Monday, May. 04, 1970

Key Legal Victory

Until recently, the U.S. landscape could be blighted by huge construction projects, especially highways, and almost nothing could be done to stop the despoliation. Now a new court decision proves that an organization of private citizens can sue to halt even the mightiest road builders--and win.

In New York last year state and fed eral engineers announced plans to put a six-lane highway along the Hudson River between Tarrytown and Crotonville. David Sive and Alfred S. Forsyth, New York environmental lawyers, duly went to work for a coalition including the Sierra Club and the Citizens Committee for the Hudson Valley. In a federal district court, Sive argued that drawings prepared by the Army Corps of Engineers depicted a large dike, extending 1,000 feet into the river, and a causeway.
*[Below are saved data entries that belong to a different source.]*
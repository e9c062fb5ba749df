//! Host element contract for the tree builder.
//!
//! The runtime never walks a DOM. Hosts adapt whatever markup store they use
//! (an XML tree, a browser DOM, a hand-built structure) to [`SceneElement`]
//! and hand the root to the tree builder. [`DeclElement`] is a ready-made
//! owned implementation for tests and hosts without their own tree.

use std::sync::atomic::{AtomicU64, Ordering};

/// Stable identity of a host element.
///
/// Used to bind elements to their runtime nodes so a subtree is never set up
/// twice, and to link nodes back to their declaration. Hosts must keep keys
/// unique within one document.
#[derive(Clone, Copy, Debug, PartialEq, Eq, Hash, PartialOrd, Ord)]
pub struct ElementKey(pub u64);

/// Read-only view of one declarative element.
pub trait SceneElement {
    /// Tag name as written in the source (case is preserved).
    fn tag(&self) -> &str;

    /// Attribute value by exact name, if present.
    fn attribute(&self, name: &str) -> Option<&str>;

    /// Stable key for element/node binding.
    fn key(&self) -> ElementKey;

    /// Visit the child elements in document order.
    fn for_each_child(&self, f: &mut dyn FnMut(&dyn SceneElement));
}

static NEXT_KEY: AtomicU64 = AtomicU64::new(1);

/// Owned element tree with builder-style construction.
///
/// ```rust
/// use trellis_core::element::DeclElement;
///
/// let shape = DeclElement::new("Shape")
///     .with_attr("DEF", "ball")
///     .with_child(DeclElement::new("Sphere").with_attr("radius", "2"));
/// ```
#[derive(Clone, Debug)]
pub struct DeclElement {
    tag: String,
    key: ElementKey,
    attributes: Vec<(String, String)>,
    children: Vec<DeclElement>,
}

impl DeclElement {
    /// Create an element with a fresh process-unique key.
    pub fn new(tag: impl Into<String>) -> Self {
        Self {
            tag: tag.into(),
            key: ElementKey(NEXT_KEY.fetch_add(1, Ordering::Relaxed)),
            attributes: Vec::new(),
            children: Vec::new(),
        }
    }

    /// Add an attribute.
    pub fn with_attr(mut self, name: impl Into<String>, value: impl Into<String>) -> Self {
        self.attributes.push((name.into(), value.into()));
        self
    }

    /// Append a child element.
    pub fn with_child(mut self, child: DeclElement) -> Self {
        self.children.push(child);
        self
    }

    /// Append several child elements.
    pub fn with_children(mut self, children: impl IntoIterator<Item = DeclElement>) -> Self {
        self.children.extend(children);
        self
    }

    /// The child elements, in document order.
    pub fn children(&self) -> &[DeclElement] {
        &self.children
    }
}

impl SceneElement for DeclElement {
    fn tag(&self) -> &str {
        &self.tag
    }

    fn attribute(&self, name: &str) -> Option<&str> {
        self.attributes
            .iter()
            .find(|(n, _)| n == name)
            .map(|(_, v)| v.as_str())
    }

    fn key(&self) -> ElementKey {
        self.key
    }

    fn for_each_child(&self, f: &mut dyn FnMut(&dyn SceneElement)) {
        for child in &self.children {
            f(child);
        }
    }
}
He then cited an 1899 federal law that forbids building dikes and causeways "over or in" navigable waterways unless Congress first authorizes the project and the Secretary of Transportation approves. No such approval for the New York road had been granted.

Standard of Sincerity. Well and good--but courts generally refuse to hear litigants who have no "standing," meaning a personal stake in the outcome. Sive's clients seemingly lacked that requisite. Even so, he had the answer: his own victory in the 1965 court decision to stop construction of a big Consolidated Edison plant at Storm King Mountain near the Hudson. In that pioneering case, conservationists won the right to represent the public as "aggrieved parties" to protect the environment.

The federal district court blocked the New York road; the U.S. Court of Appeals for the Second Circuit has just upheld that decision. Speaking for the court, Judge Leonard Moore stressed the new right of citizens' groups to defend "natural resources, scenic beauty and historical value" of areas threatened with drastic alteration. Such groups, he added, can prove their sincerity by taking on "the burdensome and costly processes of intervention."

Later decisions by the courts will probably refine that standard. Nonetheless, Moore's opinion may well serve as a precedent for stopping other controversial public works projects that involve dikes--for example, an airport extension into the Columbia River at Portland, Ore. Even more important, says Lawyer Sive, "the public interest in environmental resources is now a legally protected interest."